■ EXERCISE PROMPT ■
Restate the records so that not a single word differs.

** MATERIAL FOR THIS TASK follows **

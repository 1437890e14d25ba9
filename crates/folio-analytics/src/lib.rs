//! Deterministic portfolio analytics over aligned daily return series.
//!
//! Modules are pure functions of their inputs: no I/O, no clocks, and no
//! randomness beyond an explicitly seeded generator. Preconditions fail fast
//! with named errors rather than degrading into defaults.

pub mod factors;
pub mod frontier;
pub mod metrics;
pub mod monte_carlo;
pub mod portfolio;
pub mod regression;
pub mod returns;
pub mod summary;

pub use factors::{
    align_portfolio_with_factors, AlignedFactorData, AlignedFactorMatrix, FactorAlignmentMeta,
};
pub use frontier::{efficient_frontier, EfficientFrontier, FrontierConfig, FrontierPoint};
pub use metrics::{
    annualized_return, annualized_volatility, compute_metrics, cumulative_return, max_drawdown,
    sharpe_ratio, PerformanceMetrics, TRADING_DAYS_PER_YEAR,
};
pub use monte_carlo::{
    simulate, MonteCarloSimulation, SimulationConfig, SimulationMeta, SimulationMethod,
};
pub use portfolio::{aggregate_weighted, PortfolioReturnSeries};
pub use regression::{
    run_factor_regression, run_factor_regression_with_min, CoefficientStats,
    FactorLoadings, FactorRegressionResults, RegressionStatistics, MIN_OBSERVATIONS,
};
pub use returns::{
    align_by_intersection, price_series_to_returns, AlignedReturns, ReturnBar, ReturnSeries,
};
pub use summary::{
    percentile, summarize, DrawdownDistribution, MonteCarloSummary, PathExtremes, Percentiles,
    DISCLAIMER,
};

** End of MATERIAL FOR THIS TASK **

■ RESULT ■
repository 1437890e14d25ba9
filename crates/folio-analytics/src/lib.rs
//! Deterministic portfolio analytics over aligned daily return series.
//!
//! Modules are pure functions of their inputs: no I/O, no clocks, and no
//! randomness beyond an explicitly seeded generator. Preconditions fail fast
//! with named errors rather than degrading into defaults.

pub mod factors;
pub mod frontier;
pub mod metrics;
pub mod monte_carlo;
pub mod portfolio;
pub mod regression;
pub mod returns;
pub mod summary;

pub use factors::{
    align_portfolio_with_factors, AlignedFactorData, AlignedFactorMatrix, FactorAlignmentMeta,
};
pub use frontier::{efficient_frontier, EfficientFrontier, FrontierConfig, FrontierPoint};
pub use metrics::{
    annualized_return, annualized_volatility, compute_metrics, cumulative_return, max_drawdown,
    sharpe_ratio, PerformanceMetrics, TRADING_DAYS_PER_YEAR,
};
pub use monte_carlo::{
    simulate, MonteCarloSimulation, SimulationConfig, SimulationMeta, SimulationMethod,
};
pub use portfolio::{aggregate_weighted, PortfolioReturnSeries};
pub use regression::{
    run_factor_regression, run_factor_regression_with_min, CoefficientStats,
    FactorLoadings, FactorRegressionResults, RegressionStatistics, MIN_OBSERVATIONS,
};
pub use returns::{
    align_by_intersection, price_series_to_returns, AlignedReturns, ReturnBar, ReturnSeries,
};
pub use summary::{
    percentile, summarize, DrawdownDistribution, MonteCarloSummary, PathExtremes, Percentiles,
    DISCLAIMER,
};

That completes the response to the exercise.